Tempo wygrywa w Pruchnej

W meczu 7. kolejki okręgówki LKS 99 Pruchna podejmował na własnym boisku Tempo Puńców. Po niezbyt emocjonującym widowisku trzy punkty do domu zabrali goście.

Mecz od początku toczył się pod dyktando Tempa. To przyjezdni stworzyli sobie więcej sytuacji podbramkowych i tylko oni wiedzą, czemu przed przerwą udało im się tylko raz wpakować futbolówkę do siatki. Sposób na obronę gospodarzy znalazł Alan Pastuszak, który w 41. minucie wykorzystał doskonałe dośrodkowanie Dariusza Dziadka i głową pokonał golkipera z Pruchnej.

Po przerwie goście nadal kontynuowali swoje natarcie i w 60. minucie Tomasz Stasiak pięknym strzałem pod poprzeczkę podwyższył ich prowadzenie. Nie mająca zbyt wielu piłkarskich argumentów drużyna z Pruchnej pokazała jednak charakter i w 72. minucie zdobyła gola kontaktowego. Padł on po akcji rezerwowych – strzelał Michał Chrysteczko a obronioną przez Zbigniewa Huczałę piłkę dobił Sebastian Karzełek. Od tego momentu gra się wyrównała i oba zespoły próbowały zdobyć kolejne bramki, jednak wynik 1:2 nie uległ już zmianie i z wygranej cieszyli się zawodnicy Tempa.

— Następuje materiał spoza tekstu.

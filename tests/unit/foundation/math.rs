use super::*;

#[test]
fn fnv_seeded_hash_is_stable() {
    let mut a = Fnv1a64::new_default();
    a.write_bytes(b"aeropulse");
    let mut b = Fnv1a64::new(Fnv1a64::OFFSET_BASIS);
    b.write_bytes(b"aero");
    b.write_bytes(b"pulse");
    assert_eq!(a.finish(), b.finish());
}

#[test]
fn formation_seeds_differ_by_name() {
    assert_ne!(formation_seed(7, "station"), formation_seed(7, "flag"));
    assert_eq!(formation_seed(7, "flag"), formation_seed(7, "flag"));
}

#[test]
fn rng_is_deterministic_and_bounded() {
    let mut a = Rng64::new(123);
    let mut b = Rng64::new(123);
    for _ in 0..100 {
        let x = a.next_f64_01();
        assert_eq!(x, b.next_f64_01());
        assert!((0.0..1.0).contains(&x));
    }

    let mut r = Rng64::new(9);
    for _ in 0..100 {
        let x = r.range(-2.0, 3.0);
        assert!((-2.0..3.0).contains(&x));
    }
}

#[test]
fn noise_is_stateless() {
    assert_eq!(noise01(5, 10), noise01(5, 10));
    assert_ne!(noise01(5, 10), noise01(5, 11));
}
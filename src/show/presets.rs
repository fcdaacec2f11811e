use std::collections::BTreeMap;

use crate::animation::ease::Ease;
use crate::color::palette::PaletteEntry;
use crate::formation::{FlagSpec, FormationSpec, SilhouetteSpec, StaffSpec, StationSpec};
use crate::foundation::core::Rgb;
use crate::show::model::{Coloring, ImageColoring, Motion, PaletteColoring, Show};
use crate::timeline::phase::{PhaseDef, PhaseDuration};
use crate::timeline::sequencer::EndPolicy;

/// Names accepted by [`Show::preset`].
pub const PRESET_NAMES: &[&str] = &["flag-wave", "monkey-king"];

/// Drone count used when a caller does not pick one.
pub const DEFAULT_DRONES: usize = 10_000;

impl Show {
    /// Built-in show by name (see [`PRESET_NAMES`]).
    pub fn preset(name: &str, drone_count: usize) -> Option<Self> {
        match name {
            "flag-wave" => Some(Self::flag_wave(drone_count)),
            "monkey-king" => Some(Self::monkey_king(drone_count)),
            _ => None,
        }
    }

    /// Staging grid, a 3 s launch into a flag, then an endless flutter.
    ///
    /// Clamps at the end and colors drones from the subject image.
    pub fn flag_wave(drone_count: usize) -> Self {
        let mut formations = BTreeMap::new();
        formations.insert(
            "station".to_owned(),
            FormationSpec::Station(StationSpec::default()),
        );
        formations.insert("flag".to_owned(), FormationSpec::Flag(FlagSpec::default()));

        Self {
            drone_count,
            seed: 0,
            formations,
            phases: vec![
                PhaseDef::hold("station", PhaseDuration::Seconds(1.5), "station"),
                PhaseDef::morph(
                    "launch",
                    PhaseDuration::Seconds(3.0),
                    "station",
                    "flag",
                    Ease::OutQuart,
                ),
                PhaseDef::wave("wave", PhaseDuration::Indefinite, "flag"),
            ],
            end: EndPolicy::Clamp,
            coloring: Coloring::Image(ImageColoring::default()),
            motion: Motion::default(),
        }
    }

    /// Staging grid into a body silhouette, then silhouette and staff trade places forever.
    ///
    /// The launch from the grid plays once; the loop restarts at the silhouette hold. One
    /// palette color per frame.
    pub fn monkey_king(drone_count: usize) -> Self {
        let mut formations = BTreeMap::new();
        formations.insert(
            "station".to_owned(),
            FormationSpec::Station(StationSpec::default()),
        );
        formations.insert(
            "silhouette".to_owned(),
            FormationSpec::Silhouette(SilhouetteSpec::default()),
        );
        formations.insert(
            "staff".to_owned(),
            FormationSpec::Staff(StaffSpec::default()),
        );

        let mut palettes = BTreeMap::new();
        palettes.insert(
            "station".to_owned(),
            PaletteEntry::new(hex(0x00, 0xff, 0xff), hex(0x00, 0x88, 0xff)),
        );
        palettes.insert(
            "silhouette".to_owned(),
            PaletteEntry::new(hex(0xff, 0xaa, 0x00), hex(0xff, 0x44, 0x00)),
        );
        palettes.insert(
            "staff".to_owned(),
            PaletteEntry::new(hex(0xff, 0xd7, 0x00), hex(0xff, 0x66, 0x00)),
        );

        let secs = PhaseDuration::Seconds;
        Self {
            drone_count,
            seed: 0,
            formations,
            phases: vec![
                PhaseDef::hold("station", secs(1.5), "station"),
                PhaseDef::morph("assemble", secs(3.0), "station", "silhouette", Ease::OutQuart),
                PhaseDef::hold("silhouette", secs(4.0), "silhouette"),
                PhaseDef::morph("summon", secs(3.0), "silhouette", "staff", Ease::InOutCubic),
                PhaseDef::hold("staff", secs(3.0), "staff"),
                PhaseDef::morph("return", secs(3.0), "staff", "silhouette", Ease::InOutCubic),
            ],
            end: EndPolicy::Loop { restart_at: 2 },
            coloring: Coloring::Palette(PaletteColoring {
                palettes,
                pulse_hz: 0.5,
            }),
            motion: Motion::default(),
        }
    }
}

fn hex(r: u8, g: u8, b: u8) -> Rgb {
    Rgb::new(
        f64::from(r) / 255.0,
        f64::from(g) / 255.0,
        f64::from(b) / 255.0,
    )
}

#[cfg(test)]
#[path = "../../tests/unit/show/presets.rs"]
mod tests;
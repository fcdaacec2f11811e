pub(crate) mod phase;
pub(crate) mod sequencer;
use serde::{Deserialize, Serialize};

use crate::animation::ease::Ease;

/// How long a phase lasts.
#[derive(Clone, Copy, Debug, PartialEq)]
pub enum PhaseDuration {
    /// A finite, positive number of seconds.
    Seconds(f64),
    /// Never ends on its own; progress stays at 0.
    Indefinite,
}

impl PhaseDuration {
    /// Length in seconds; [`f64::INFINITY`] for [`PhaseDuration::Indefinite`].
    pub fn seconds(self) -> f64 {
        match self {
            Self::Seconds(s) => s,
            Self::Indefinite => f64::INFINITY,
        }
    }

    /// `true` for [`PhaseDuration::Indefinite`].
    pub fn is_indefinite(self) -> bool {
        matches!(self, Self::Indefinite)
    }
}

impl Serialize for PhaseDuration {
    fn serialize<S>(&self, serializer: S) -> Result<S::Ok, S::Error>
    where
        S: serde::Serializer,
    {
        match self {
            Self::Seconds(s) => serializer.serialize_f64(*s),
            Self::Indefinite => serializer.serialize_str("indefinite"),
        }
    }
}

impl<'de> Deserialize<'de> for PhaseDuration {
    fn deserialize<D>(deserializer: D) -> Result<Self, D::Error>
    where
        D: serde::Deserializer<'de>,
    {
        #[derive(Deserialize)]
        #[serde(untagged)]
        enum Repr {
            Num(f64),
            Str(String),
        }

        match Repr::deserialize(deserializer)? {
            Repr::Num(s) => Ok(Self::Seconds(s)),
            Repr::Str(s) if s == "indefinite" => Ok(Self::Indefinite),
            Repr::Str(s) => Err(serde::de::Error::custom(format!(
                "duration must be seconds or \"indefinite\", got \"{s}\""
            ))),
        }
    }
}

/// What a phase does with the swarm.
#[derive(Clone, Debug, PartialEq, Serialize, Deserialize)]
#[serde(tag = "kind", rename_all = "snake_case")]
pub enum PhaseKind {
    /// Hover over a formation.
    Hold {
        /// Formation name.
        formation: String,
    },
    /// Staggered, eased transition between two formations.
    Morph {
        /// Source formation name.
        from: String,
        /// Destination formation name.
        to: String,
        /// Curve applied to each point's local progress.
        #[serde(default)]
        ease: Ease,
    },
    /// Cloth flutter over a formation, driven by global time.
    Wave {
        /// Formation name.
        formation: String,
    },
}

/// One named, time-bounded segment of a show.
#[derive(Clone, Debug, PartialEq, Serialize, Deserialize)]
pub struct PhaseDef {
    /// Display name reported in frame results.
    pub name: String,
    /// Phase length.
    pub duration: PhaseDuration,
    /// Behaviour while active.
    #[serde(flatten)]
    pub kind: PhaseKind,
}

impl PhaseDef {
    /// Hold phase over `formation`.
    pub fn hold(name: &str, duration: PhaseDuration, formation: &str) -> Self {
        Self {
            name: name.to_owned(),
            duration,
            kind: PhaseKind::Hold {
                formation: formation.to_owned(),
            },
        }
    }

    /// Morph phase from `from` to `to` with the given curve.
    pub fn morph(name: &str, duration: PhaseDuration, from: &str, to: &str, ease: Ease) -> Self {
        Self {
            name: name.to_owned(),
            duration,
            kind: PhaseKind::Morph {
                from: from.to_owned(),
                to: to.to_owned(),
                ease,
            },
        }
    }

    /// Wave phase over `formation`.
    pub fn wave(name: &str, duration: PhaseDuration, formation: &str) -> Self {
        Self {
            name: name.to_owned(),
            duration,
            kind: PhaseKind::Wave {
                formation: formation.to_owned(),
            },
        }
    }

    /// Formation the swarm ends up in when this phase completes.
    pub fn target_formation(&self) -> &str {
        match &self.kind {
            PhaseKind::Hold { formation } | PhaseKind::Wave { formation } => formation,
            PhaseKind::Morph { to, .. } => to,
        }
    }

    /// Every formation name this phase references, in `(field, name)` pairs.
    pub(crate) fn formation_refs(&self) -> Vec<(&'static str, &str)> {
        match &self.kind {
            PhaseKind::Hold { formation } | PhaseKind::Wave { formation } => {
                vec![("formation", formation.as_str())]
            }
            PhaseKind::Morph { from, to, .. } => vec![("from", from.as_str()), ("to", to.as_str())],
        }
    }
}

#[cfg(test)]
#[path = "../../tests/unit/timeline/phase.rs"]
mod tests;
//! AeroPulse is a drone-swarm formation animation engine.
//!
//! Thousands of points ("drones") hover over procedurally generated formations, morph between
//! them with a staggered eased sweep, and flutter like cloth over a flag, colored per point from
//! a subject image or from per-formation palettes. Everything is derived from elapsed time, so a
//! frame is reproducible from `(show, image, time)` alone.
//!
//! - Describe (or pick a preset) [`Show`]
//! - Build a [`SwarmEngine`]
//! - Call [`SwarmEngine::update`] once per frame and draw the returned [`FrameResult`]
//!
//! Subject images are decoded off-thread by a [`FlagLoader`]; results for a subject that has since
//! changed are discarded.
#![forbid(unsafe_code)]
#![deny(missing_docs)]

mod foundation;

pub(crate) mod animation;
pub(crate) mod color;
pub(crate) mod engine;
pub(crate) mod field;
/// Formation generators.
pub mod formation;
pub(crate) mod show;
pub(crate) mod timeline;

pub use crate::foundation::core::{Lerp, PointRecord, Rgb, Uv};
pub use crate::foundation::error::{SwarmError, SwarmResult};
pub use crate::foundation::math::Rng64;

pub use crate::animation::ease::Ease;
pub use crate::animation::stagger::Stagger;
pub use crate::color::palette::{PaletteEntry, boost_yellow, sparkle};
pub use crate::color::raster::{RasterImage, decode_image, load_image};
pub use crate::color::sampler::sample_color;
pub use crate::engine::frame::{FrameResult, FrameSnapshot, twinkle_scale};
pub use crate::engine::subject::{FlagLoader, ImageOffer, SubjectTicket};
pub use crate::engine::swarm::{EngineOpts, SwarmEngine};
pub use crate::field::wave::{WaveField, wave_offset};
pub use crate::formation::{Formation, FormationKind, FormationSpec, generate};
pub use crate::show::presets::DEFAULT_DRONES;
pub use crate::show::{Coloring, ImageColoring, Motion, PRESET_NAMES, PaletteColoring, Show};
pub use crate::timeline::phase::{PhaseDef, PhaseDuration, PhaseKind};
pub use crate::timeline::sequencer::{
    EndPolicy, MIN_PHASE_SECONDS, Sequencer, SequencerState, Tick,
};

Po golu na 1:2 uwierzyliśmy, że możemy wywalczyć w tym meczu punkty. Szkoda, że tak późno, ale dziś widać było w naszej grze zaangażowanie i jak będziemy grać tak dalej, punkty w końcu przyjdą. Dziś zostajemy z niczym, ale nasz występ w tym spotkaniu napawa optymizmem – powiedział po meczu Tomasz Wróbel, trener LKS 99 Pruchna.

Mogliśmy ten mecz rozstrzygnąć już po piętnastu minutach, bo okazji nie brakowało, ale trzeba się cieszyć z wyniku i trzech punktów. Szkoda, że nie potrafimy wykorzystywać mnóstwa sytuacji, które sobie stwarzamy w każdym meczu oraz tego, że prowadząc niepotrzebnie się rozluźniamy, przez co tracimy głupio piłkę i w konsekwencji bramki. Nad tym musimy dalej pracować – skomentował Wojciech Gumola, szkoleniowiec Tempa Puńców.